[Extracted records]
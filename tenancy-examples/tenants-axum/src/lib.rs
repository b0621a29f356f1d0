mod admin;
mod app;
mod config;

pub use app::TenantsApp;
pub use config::{default_config, load_config, ENV_PREFIX};

use anyhow::Result;
use tenancy_core::TenancyConfig;

pub fn build(config: TenancyConfig) -> Result<TenantsApp> {
    app::tenants_app(config)
}
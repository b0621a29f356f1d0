//! Request tenancy middleware.
//!
//! [`RequestTenancyLayer`] runs every request in its own tenant flow and
//! resolves the tenant before the request reaches the handler:
//!
//! 1. requests opted out (see [`DisableMultiTenancy`]) pass straight through;
//! 2. a tenant already present in the flow is a pipeline error;
//! 3. so is an options value without strategies;
//! 4. strategies run one after another until one names a tenant;
//! 5. the tenant is installed in the accessor, the request extensions and
//!    the current span.
//!
//! Errors from steps 2-4 are answered with a JSON error body; the handler
//! does not run.

use std::sync::Arc;
use std::task::{Context, Poll};

use axum::body::Body;
use axum::extract::MatchedPath;
use axum::http::request::Parts;
use axum::http::Request;
use axum::response::{IntoResponse, Response};
use futures::future::BoxFuture;
use tenancy_core::{
    TaskLocalTenantContextAccessor, TenancyError, TenancyResult, TenantContext,
    TenantContextAccessor,
};
use tower::{Layer, Service};

use crate::options::RequestTenancyOptions;
use crate::TenancyAxumError;

/// Opt-out marker. When present in the request extensions no detection runs.
///
/// Routes can also be opted out by pattern with
/// [`disable_for_route`](crate::RequestTenancyBuilder::disable_for_route)
/// and [`disable_for_group`](crate::RequestTenancyBuilder::disable_for_group).
#[derive(Debug, Clone, Copy, Default, PartialEq, Eq)]
pub struct DisableMultiTenancy;

/// A successful detection.
#[derive(Debug, Clone, PartialEq, Eq)]
pub struct Detection {
    pub tenant_id: String,
    pub strategy: String,
}

/// The detection gate, independent of the tower plumbing.
pub struct RequestTenancy {
    options: Arc<RequestTenancyOptions>,
    accessor: Arc<dyn TenantContextAccessor>,
}

impl RequestTenancy {
    pub fn new(options: RequestTenancyOptions) -> Self {
        Self::with_accessor(options, Arc::new(TaskLocalTenantContextAccessor::new()))
    }

    pub fn with_accessor(
        options: RequestTenancyOptions,
        accessor: Arc<dyn TenantContextAccessor>,
    ) -> Self {
        Self {
            options: Arc::new(options),
            accessor,
        }
    }

    pub fn options(&self) -> &RequestTenancyOptions {
        &self.options
    }

    pub fn accessor(&self) -> &Arc<dyn TenantContextAccessor> {
        &self.accessor
    }

    pub fn is_disabled(&self, parts: &Parts) -> bool {
        if parts.extensions.get::<DisableMultiTenancy>().is_some() {
            return true;
        }

        let path = parts
            .extensions
            .get::<MatchedPath>()
            .map(MatchedPath::as_str)
            .unwrap_or_else(|| parts.uri.path());

        self.options.is_disabled_for(path)
    }

    /// Guard checks plus the strategy chain. Does not touch the accessor.
    pub async fn detect(&self, parts: &Parts) -> TenancyResult<Option<Detection>> {
        if self.accessor.get().is_some() {
            return Err(TenancyError::AlreadySet);
        }

        let strategies = self.options.strategies();
        if strategies.is_empty() {
            return Err(TenancyError::NoStrategiesConfigured);
        }

        for strategy in strategies {
            let detected = strategy
                .try_detect(parts)
                .await
                .map_err(|source| TenancyError::strategy(strategy.name(), source))?;

            if let Some(tenant_id) = detected.filter(|id| !id.is_empty()) {
                tracing::debug!(tenant_id = %tenant_id, strategy = %strategy.name(), "tenant detected");
                return Ok(Some(Detection {
                    tenant_id,
                    strategy: strategy.name().to_string(),
                }));
            }
        }

        tracing::debug!("unable to detect tenant");
        Ok(None)
    }

    /// Detect and install the tenant for the current flow.
    pub async fn apply(&self, parts: &mut Parts) -> TenancyResult<Option<TenantContext>> {
        let Some(detection) = self.detect(parts).await? else {
            return Ok(None);
        };

        // No-op unless the current span declares the field.
        tracing::Span::current().record(
            self.options.activity_tag_name(),
            tracing::field::display(&detection.tenant_id),
        );

        let context = TenantContext::from_id(detection.tenant_id);
        self.accessor.set(Some(context.clone()));
        parts.extensions.insert(context.clone());
        Ok(Some(context))
    }
}

/// Clears the installed tenant when the request completes or is dropped.
struct ClearOnDrop(Arc<RequestTenancy>);

impl Drop for ClearOnDrop {
    fn drop(&mut self) {
        self.0.accessor.set(None);
    }
}

#[derive(Clone)]
pub struct RequestTenancyLayer {
    tenancy: Arc<RequestTenancy>,
}

impl RequestTenancyLayer {
    pub fn new(options: RequestTenancyOptions) -> Self {
        Self::from_tenancy(RequestTenancy::new(options))
    }

    pub fn from_tenancy(tenancy: RequestTenancy) -> Self {
        Self {
            tenancy: Arc::new(tenancy),
        }
    }
}

impl<S> Layer<S> for RequestTenancyLayer {
    type Service = RequestTenancyService<S>;

    fn layer(&self, inner: S) -> Self::Service {
        RequestTenancyService {
            inner,
            tenancy: Arc::clone(&self.tenancy),
        }
    }
}

#[derive(Clone)]
pub struct RequestTenancyService<S> {
    inner: S,
    tenancy: Arc<RequestTenancy>,
}

impl<S> Service<Request<Body>> for RequestTenancyService<S>
where
    S: Service<Request<Body>, Response = Response> + Clone + Send + 'static,
    S::Future: Send + 'static,
{
    type Response = Response;
    type Error = S::Error;
    type Future = BoxFuture<'static, Result<Self::Response, Self::Error>>;

    fn poll_ready(&mut self, cx: &mut Context<'_>) -> Poll<Result<(), Self::Error>> {
        self.inner.poll_ready(cx)
    }

    fn call(&mut self, req: Request<Body>) -> Self::Future {
        // The clone may not be ready; keep the one that was polled.
        let clone = self.inner.clone();
        let mut inner = std::mem::replace(&mut self.inner, clone);
        let tenancy = Arc::clone(&self.tenancy);

        Box::pin(TaskLocalTenantContextAccessor::scope(async move {
            let (mut parts, body) = req.into_parts();

            if tenancy.is_disabled(&parts) {
                tracing::debug!(path = %parts.uri.path(), "endpoint is marked to skip tenant detection");
                return inner.call(Request::from_parts(parts, body)).await;
            }

            let applied = match tenancy.apply(&mut parts).await {
                Ok(applied) => applied,
                Err(err) => {
                    tracing::error!(error = %err, "request tenancy failed");
                    return Ok(TenancyAxumError::from(err).into_response());
                }
            };

            let _clear = applied.map(|_| ClearOnDrop(Arc::clone(&tenancy)));

            inner.call(Request::from_parts(parts, body)).await
        }))
    }
}
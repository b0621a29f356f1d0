use std::sync::Arc;

use futures::future::join_all;
use tenancy_core::{InMemoryTenantStore, Tenant, TenancyError, TenantStore};

/// Behaviour every `TenantStore` must show. Each check gets a fresh store.
mod conformance {
    use super::*;

    pub async fn allows_adding_a_new_tenant<S: TenantStore>(store: S) {
        let tenant = Tenant::new("tenant1");

        store.add(tenant.clone()).await.unwrap();

        let tenants = store.list_all().await.unwrap();
        assert_eq!(tenants, vec![tenant]);
    }

    pub async fn allows_adding_many_tenants_in_parallel<S: TenantStore + 'static>(store: S) {
        let store = Arc::new(store);

        let handles: Vec<_> = (1..=100)
            .map(|i| {
                let store = Arc::clone(&store);
                tokio::spawn(async move { store.add(Tenant::new(format!("tenant{i}"))).await })
            })
            .collect();

        for handle in handles {
            handle.await.unwrap().unwrap();
        }

        assert_eq!(store.list_all().await.unwrap().len(), 100);
    }

    pub async fn exactly_one_concurrent_add_of_an_id_wins<S: TenantStore + 'static>(store: S) {
        let store = Arc::new(store);

        let handles: Vec<_> = (0..32)
            .map(|i| {
                let store = Arc::clone(&store);
                tokio::spawn(async move {
                    store
                        .add(Tenant::new("contested").with_display_name(format!("writer {i}")))
                        .await
                })
            })
            .collect();

        let results: Vec<_> = join_all(handles)
            .await
            .into_iter()
            .map(|joined| joined.unwrap())
            .collect();

        let winners = results.iter().filter(|r| r.is_ok()).count();
        assert_eq!(winners, 1);
        assert!(results
            .iter()
            .filter_map(|r| r.as_ref().err())
            .all(|e| matches!(e, TenancyError::DuplicateTenant { id } if id == "contested")));
        assert_eq!(store.list_all().await.unwrap().len(), 1);
    }

    pub async fn rejects_duplicate_ids<S: TenantStore>(store: S) {
        store.add(Tenant::new("tenant1")).await.unwrap();

        let err = store.add(Tenant::new("tenant1")).await.unwrap_err();

        assert!(matches!(err, TenancyError::DuplicateTenant { .. }));
        assert_eq!(err.to_string(), "Tenant with id 'tenant1' already exists");
    }

    pub async fn allows_removing_existing_tenant<S: TenantStore>(store: S) {
        store.add(Tenant::new("tenant1")).await.unwrap();
        assert_eq!(store.list_all().await.unwrap().len(), 1);

        store.remove("tenant1").await.unwrap();

        assert!(store.list_all().await.unwrap().is_empty());
    }

    pub async fn removing_unknown_tenant_is_a_no_op<S: TenantStore>(store: S) {
        store.add(Tenant::new("tenant2")).await.unwrap();

        store.remove("tenant1").await.unwrap();
        store.remove("tenant1").await.unwrap();

        let ids: Vec<_> = store
            .list_all()
            .await
            .unwrap()
            .iter()
            .map(|t| t.id().to_string())
            .collect();
        assert_eq!(ids, vec!["tenant2"]);
    }

    pub async fn update_replaces_existing_record<S: TenantStore>(store: S) {
        store.add(Tenant::new("tenant1")).await.unwrap();

        let updated = Tenant::new("tenant1")
            .with_display_name("Tenant One")
            .with_attribute("region", "eu");
        store.update(updated.clone()).await.unwrap();

        assert_eq!(store.list_all().await.unwrap(), vec![updated]);
    }

    pub async fn update_of_unknown_tenant_fails<S: TenantStore>(store: S) {
        let err = store.update(Tenant::new("ghost")).await.unwrap_err();

        assert!(matches!(err, TenancyError::TenantNotFound { .. }));
        assert_eq!(err.to_string(), "Tenant with id 'ghost' does not exist");
        assert!(store.list_all().await.unwrap().is_empty());
    }

    pub async fn can_re_add_after_removal<S: TenantStore>(store: S) {
        store.add(Tenant::new("tenant1")).await.unwrap();
        store.remove("tenant1").await.unwrap();

        store.add(Tenant::new("tenant1")).await.unwrap();

        assert_eq!(store.list_all().await.unwrap().len(), 1);
    }
}

mod in_memory {
    use super::*;

    #[tokio::test]
    async fn allows_adding_a_new_tenant() {
        conformance::allows_adding_a_new_tenant(InMemoryTenantStore::new()).await;
    }

    #[tokio::test(flavor = "multi_thread", worker_threads = 4)]
    async fn allows_adding_many_tenants_in_parallel() {
        conformance::allows_adding_many_tenants_in_parallel(InMemoryTenantStore::new()).await;
    }

    #[tokio::test(flavor = "multi_thread", worker_threads = 4)]
    async fn exactly_one_concurrent_add_of_an_id_wins() {
        conformance::exactly_one_concurrent_add_of_an_id_wins(InMemoryTenantStore::new()).await;
    }

    #[tokio::test]
    async fn rejects_duplicate_ids() {
        conformance::rejects_duplicate_ids(InMemoryTenantStore::new()).await;
    }

    #[tokio::test]
    async fn allows_removing_existing_tenant() {
        conformance::allows_removing_existing_tenant(InMemoryTenantStore::new()).await;
    }

    #[tokio::test]
    async fn removing_unknown_tenant_is_a_no_op() {
        conformance::removing_unknown_tenant_is_a_no_op(InMemoryTenantStore::new()).await;
    }

    #[tokio::test]
    async fn update_replaces_existing_record() {
        conformance::update_replaces_existing_record(InMemoryTenantStore::new()).await;
    }

    #[tokio::test]
    async fn update_of_unknown_tenant_fails() {
        conformance::update_of_unknown_tenant_fails(InMemoryTenantStore::new()).await;
    }

    #[tokio::test]
    async fn can_re_add_after_removal() {
        conformance::can_re_add_after_removal(InMemoryTenantStore::new()).await;
    }
}
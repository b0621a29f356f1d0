//! Tenant detection strategies.
//!
//! A strategy looks at the head of an inbound request and either names a
//! tenant or passes. Strategies are tried in the order they were configured
//! and the first one that names a tenant wins.

use async_trait::async_trait;
use axum::http::request::Parts;

mod header;
mod host;

pub use header::FromRequestHeaderStrategy;
pub use host::FromRequestHostStrategy;

#[async_trait]
pub trait TenantDetectionStrategy: Send + Sync {
    /// `Ok(None)` when this strategy cannot tell. An `Err` aborts detection
    /// for the request; later strategies are not consulted.
    async fn try_detect(&self, parts: &Parts) -> anyhow::Result<Option<String>>;

    /// Name used in log events.
    fn name(&self) -> &str {
        short_type_name(std::any::type_name::<Self>())
    }
}

fn short_type_name(full: &str) -> &str {
    let base = full.split('<').next().unwrap_or(full);
    base.rsplit("::").next().unwrap_or(base)
}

REQUIREMENT: From the records above, show each line that contains the word "spawn".

RESULT BELOW:
                tokio::spawn(async move { store.add(Tenant::new(format!("tenant{i}"))).await })
                tokio::spawn(async move {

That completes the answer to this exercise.